Ле Рой помрачнел, вспоминая текущие донесения из Цитадели. После серии взрывов в строю оставались всего несколько десятков киберов, из них половина — с выработанным ресурсом. Спешно готовились замена и пополнение состава, но процесс киборгизации и коррекции никогда быстрым не был… «Прекращать обслуживание Лабиринта никак нельзя, — подумал он, прокручивая потоки информации. — Иначе будет, как в две тысячи двести пятьдесят седьмом, когда погиб старый Гвидо, и вышли из строя половина энергосетей… Повторения того хаоса я лично не хочу. Слишком дорого».
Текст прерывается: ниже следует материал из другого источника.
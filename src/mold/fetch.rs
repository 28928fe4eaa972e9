//! Materializing a resolved version in the cache
//!
//! 1. Make sure the bare clone exists (clone) or is current (fetch).
//! 2. Make sure the version snapshot exists; if not, archive the tag from the
//!    bare clone and extract it.
//! 3. Walk into the subpath and check for a manifest.
//!
//! Snapshots are extracted into a hidden staging directory and renamed into
//! place, so a valid-looking snapshot is always complete. Once a snapshot
//! holds a manifest anywhere it is never archived, extracted, or replaced
//! again, even when a different subpath of it turns out to be missing.

use crate::cache::{extract_tar, safe_join, CacheLayout};
use crate::error::{AilloyError, AilloyResult};
use crate::git::GitRunner;
use crate::mold::reference::Reference;
use crate::mold::version::ResolvedVersion;
use crate::mold::view::MoldView;
use std::path::{Path, PathBuf};
use tokio::fs;
use tracing::{debug, info};
use uuid::Uuid;

/// Marker file present in every complete bare clone
const BARE_CLONE_MARKER: &str = "HEAD";

/// Fetches resolved versions into a cache
pub struct Fetcher<'a> {
    layout: &'a CacheLayout,
    git: &'a dyn GitRunner,
}

impl<'a> Fetcher<'a> {
    pub fn new(layout: &'a CacheLayout, git: &'a dyn GitRunner) -> Self {
        Self { layout, git }
    }

    /// Ensure `resolved` is cached and return a view of its (sub)directory.
    pub async fn fetch(
        &self,
        reference: &Reference,
        resolved: &ResolvedVersion,
    ) -> AilloyResult<MoldView> {
        self.ensure_bare_clone(reference).await?;
        let version_dir = self.ensure_snapshot(reference, resolved).await?;

        let target = match reference.subpath {
            Some(ref subpath) => safe_join(&version_dir, subpath)?,
            None => version_dir,
        };
        if !target.is_dir() {
            return Err(AilloyError::ManifestNotFound { path: target });
        }
        MoldView::open(target)
    }

    async fn ensure_bare_clone(&self, reference: &Reference) -> AilloyResult<PathBuf> {
        let dir = self.layout.bare_clone_dir(reference)?;

        if dir.join(BARE_CLONE_MARKER).is_file() {
            info!("Updating {}", reference.cache_key());
            self.git.fetch_all(&dir).await?;
            return Ok(dir);
        }

        // Leftovers from an interrupted clone would make git refuse the target
        if dir.exists() {
            debug!("Removing incomplete bare clone {}", dir.display());
            fs::remove_dir_all(&dir)
                .await
                .map_err(|e| AilloyError::io(format!("removing {}", dir.display()), e))?;
        }
        if let Some(parent) = dir.parent() {
            fs::create_dir_all(parent)
                .await
                .map_err(|e| AilloyError::io(format!("creating {}", parent.display()), e))?;
        }

        info!("Cloning {}", reference.clone_url());
        self.git.clone_bare(&reference.clone_url(), &dir).await?;
        Ok(dir)
    }

    async fn ensure_snapshot(
        &self,
        reference: &Reference,
        resolved: &ResolvedVersion,
    ) -> AilloyResult<PathBuf> {
        let version_dir = self.layout.version_dir(reference, &resolved.tag)?;
        if self.layout.has_snapshot(reference, &resolved.tag) {
            debug!("Cache hit: {}", version_dir.display());
            return Ok(version_dir);
        }

        let bare = self.layout.bare_clone_dir(reference)?;
        info!("Extracting {}@{}", reference.cache_key(), resolved.tag);
        let bytes = self.git.archive(&bare, &resolved.tag).await?;

        let staging = self
            .layout
            .repo_dir(reference)?
            .join(format!(".staging-{}", Uuid::new_v4().simple()));
        let dest = staging.clone();
        let extracted = tokio::task::spawn_blocking(move || extract_tar(&bytes, &dest))
            .await
            .map_err(|e| AilloyError::Internal(format!("extraction task failed: {}", e)))?;
        if let Err(e) = extracted {
            discard(&staging).await;
            return Err(e);
        }

        // Another process may have finished the same snapshot meanwhile
        if self.layout.has_snapshot(reference, &resolved.tag) {
            debug!("Snapshot appeared while extracting: {}", version_dir.display());
            discard(&staging).await;
            return Ok(version_dir);
        }
        if let Err(e) = promote(&staging, &version_dir).await {
            discard(&staging).await;
            return Err(e);
        }
        Ok(version_dir)
    }
}

/// Move a finished staging directory to its final snapshot location,
/// replacing a stale directory that holds no manifest.
async fn promote(staging: &Path, version_dir: &Path) -> AilloyResult<()> {
    if fs::try_exists(version_dir).await.unwrap_or(false) {
        fs::remove_dir_all(version_dir)
            .await
            .map_err(|e| AilloyError::io(format!("removing {}", version_dir.display()), e))?;
    }
    // Tags such as `release/1.0` nest one level deeper
    if let Some(parent) = version_dir.parent() {
        fs::create_dir_all(parent)
            .await
            .map_err(|e| AilloyError::io(format!("creating {}", parent.display()), e))?;
    }
    fs::rename(staging, version_dir).await.map_err(|e| {
        AilloyError::io(
            format!("moving {} to {}", staging.display(), version_dir.display()),
            e,
        )
    })
}

async fn discard(staging: &Path) {
    if let Err(e) = fs::remove_dir_all(staging).await {
        debug!("Could not remove {}: {}", staging.display(), e);
    }
}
— Да, Авель, ты прав… Друг мой, нам нужно, по меньшей мере, три недели, чтобы возместить потери техники Цитадели. И только тогда можно будет снять с дежурства текущие единицы, но не ранее, — канцлер прикинул список. — К сожалению, или к счастью, на этом объекте уже не осталось никого из особого списка. Последний погиб несколько дней назад, в «бутылке» карантина…
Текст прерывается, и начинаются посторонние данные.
//! Version resolution against the origin repository
//!
//! Turns a reference's version specifier into a concrete `(tag, commit)` pair
//! by querying the remote's tags or branch heads.

use crate::error::{AilloyError, AilloyResult};
use crate::git::GitRunner;
use crate::mold::reference::{Reference, SpecifierKind};
use semver::{Version, VersionReq};
use std::collections::BTreeMap;
use tracing::{debug, warn};

/// Suffix git appends to the dereferenced line of an annotated tag
const DEREF_SUFFIX: &str = "^{}";

/// The outcome of resolving a version specifier
#[derive(Debug, Clone, PartialEq, Eq)]
pub struct ResolvedVersion {
    /// Tag name, branch name, or (for SHA pins) the hash itself
    pub tag: String,
    /// Full commit hash the tag points at
    pub commit: String,
}

/// Build a tag name to commit map from `git ls-remote --tags` output.
///
/// Annotated tags appear twice: once with the tag object's hash and once as
/// `<name>^{}` with the commit it points to. The dereferenced commit always
/// wins, whatever order the lines arrive in.
pub fn parse_tag_listing(listing: &str) -> BTreeMap<String, String> {
    let mut tags = BTreeMap::new();
    for line in listing.lines() {
        let mut fields = line.split_whitespace();
        let (Some(commit), Some(refname)) = (fields.next(), fields.next()) else {
            continue;
        };
        let Some(name) = refname.strip_prefix("refs/tags/") else {
            continue;
        };
        match name.strip_suffix(DEREF_SUFFIX) {
            Some(name) => {
                tags.insert(name.to_string(), commit.to_string());
            }
            None => {
                tags.entry(name.to_string())
                    .or_insert_with(|| commit.to_string());
            }
        }
    }
    tags
}

/// Parse a tag as semver, ignoring a leading `v`
pub fn parse_semver(tag: &str) -> Option<Version> {
    Version::parse(tag.strip_prefix('v').unwrap_or(tag)).ok()
}

/// A semver range: `semver` comparators plus `!=` exclusions
#[derive(Debug, Clone)]
pub struct Constraint {
    req: VersionReq,
    excluded: Vec<Version>,
}

impl Constraint {
    /// Parse a range expression.
    ///
    /// Comparators may be separated by commas or whitespace, an operator may
    /// be detached from its version (`>= 1.0.0`), and versions may carry a
    /// leading `v`.
    pub fn parse(raw: &str) -> AilloyResult<Self> {
        let invalid = |reason: String| AilloyError::InvalidConstraint {
            raw: raw.to_string(),
            reason,
        };

        let mut comparators = Vec::new();
        let mut excluded = Vec::new();
        let mut pending_op = String::new();

        for token in raw.replace(',', " ").split_whitespace() {
            if token.chars().all(is_operator_char) {
                pending_op.push_str(token);
                continue;
            }
            let token = std::mem::take(&mut pending_op) + token;
            let split = token
                .find(|c: char| !is_operator_char(c))
                .unwrap_or(token.len());
            let (op, version) = token.split_at(split);
            let version = version.strip_prefix('v').unwrap_or(version);

            if op == "!=" {
                let v = Version::parse(version)
                    .map_err(|e| invalid(format!("bad excluded version '{}': {}", version, e)))?;
                excluded.push(v);
            } else {
                comparators.push(format!("{}{}", op, version));
            }
        }

        if !pending_op.is_empty() {
            return Err(invalid(format!("operator '{}' has no version", pending_op)));
        }
        if comparators.is_empty() && excluded.is_empty() {
            return Err(invalid("no comparators".to_string()));
        }

        let req = if comparators.is_empty() {
            VersionReq::STAR
        } else {
            VersionReq::parse(&comparators.join(", ")).map_err(|e| invalid(e.to_string()))?
        };

        Ok(Self { req, excluded })
    }

    /// Whether `version` satisfies every comparator and no exclusion
    pub fn matches(&self, version: &Version) -> bool {
        self.req.matches(version) && !self.excluded.contains(version)
    }
}

fn is_operator_char(c: char) -> bool {
    matches!(c, '=' | '<' | '>' | '~' | '^' | '!')
}

/// Highest semver tag accepted by `filter`. Equal versions keep the first tag
/// in name order, so `1.0.0` beats `v1.0.0`.
fn max_tag<'a>(
    tags: &'a BTreeMap<String, String>,
    filter: impl Fn(&Version) -> bool,
) -> Option<(&'a String, &'a String)> {
    let mut best: Option<(Version, &String, &String)> = None;
    for (tag, commit) in tags {
        let Some(version) = parse_semver(tag) else {
            continue;
        };
        if !filter(&version) {
            continue;
        }
        if best.as_ref().is_none_or(|(current, _, _)| version > *current) {
            best = Some((version, tag, commit));
        }
    }
    best.map(|(_, tag, commit)| (tag, commit))
}

/// Resolve `reference`'s version specifier to a concrete tag and commit.
pub async fn resolve_version(
    reference: &Reference,
    git: &dyn GitRunner,
) -> AilloyResult<ResolvedVersion> {
    let url = reference.clone_url();
    let version = &reference.version;

    let resolved = match reference.kind {
        SpecifierKind::Sha => ResolvedVersion {
            tag: version.clone(),
            commit: version.clone(),
        },
        SpecifierKind::Latest => {
            let tags = parse_tag_listing(&git.ls_remote_tags(&url).await?);
            let (tag, commit) =
                max_tag(&tags, |_| true).ok_or(AilloyError::NoSemverTags { url })?;
            ResolvedVersion {
                tag: tag.clone(),
                commit: commit.clone(),
            }
        }
        SpecifierKind::Exact => {
            let tags = parse_tag_listing(&git.ls_remote_tags(&url).await?);
            let candidates = [
                version.clone(),
                format!("v{}", version),
                version.strip_prefix('v').unwrap_or(version).to_string(),
            ];
            candidates
                .iter()
                .find_map(|candidate| {
                    tags.get(candidate).map(|commit| ResolvedVersion {
                        tag: candidate.clone(),
                        commit: commit.clone(),
                    })
                })
                .ok_or_else(|| AilloyError::TagNotFound {
                    version: version.clone(),
                    url,
                })?
        }
        SpecifierKind::Constraint => {
            let constraint = Constraint::parse(version)?;
            let tags = parse_tag_listing(&git.ls_remote_tags(&url).await?);
            let (tag, commit) = max_tag(&tags, |v| constraint.matches(v)).ok_or_else(|| {
                AilloyError::ConstraintUnsatisfied {
                    constraint: version.clone(),
                    url,
                }
            })?;
            ResolvedVersion {
                tag: tag.clone(),
                commit: commit.clone(),
            }
        }
        SpecifierKind::Branch => {
            let listing = git.ls_remote_branch(&url, version).await?;
            let commit = listing
                .lines()
                .find_map(|line| line.split_whitespace().next())
                .ok_or_else(|| AilloyError::BranchNotFound {
                    branch: version.clone(),
                    url,
                })?;
            warn!(
                "{} is pinned to branch '{}'; branch pins are mutable, pin a tag or commit for reproducible builds",
                reference.cache_key(),
                version
            );
            ResolvedVersion {
                tag: version.clone(),
                commit: commit.to_string(),
            }
        }
    };

    debug!(
        "Resolved {} ({}) to {} at {}",
        reference, reference.kind, resolved.tag, resolved.commit
    );
    Ok(resolved)
}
— Значит, три недели, так, — Гаррисон пригубил бокал, пыхтя сигарой. — Но остаётся посланник…

— Не остаётся. Тело исчезло во время теракта, который мы спишем на выброс Лабиринта, — Ле Рой почувствовал, как его окрыляет вдохновение. — Если они не фиксируют разума своего драгоценного посланца, значит, он мёртв. «Скорбим, сожалеем, приносим извинения, но Лабиринт — это Лабиринт, с ним не шутят… Ждём замену почившему в бою, как только запеленгуем подходящее тело».

— Но, Гастон… — Авель перенёс вес тела вперёд, скрипнув стулом. — Если он всё-таки жив…

— Я отдал приказ спецхрану, они там всё наизнанку выворачивают… — канцлер плотоядно ухмыльнулся, вспоминая багровое лицо генерал-бургомистра, которого он лично о том уведомил вскоре после инцидента. Ле Рой был тогда взвинчен происшествием в Сенате, и не щадил ничьих чувств. — Найдут. Живым или мёртвым. Лично майор Шепард обещал…

— Он тоже «трёхсотый»? — уточнил Гаррисон, успокаиваясь. — Что-то я не помню майоров у нас в списках…

— Нет, он чист. — Гастон неспешно кивнул. — Но служака отменный. Верен «Марсу и чести», как он сам говорит.

— Ненавижу поэтов, — рыкнул Авель, — особенно — в форме…

— У поэтов главное не форма, а содержание, — улыбнулся Ле Рой. — А с содержанием у него полный порядок, выплачиваем вовремя.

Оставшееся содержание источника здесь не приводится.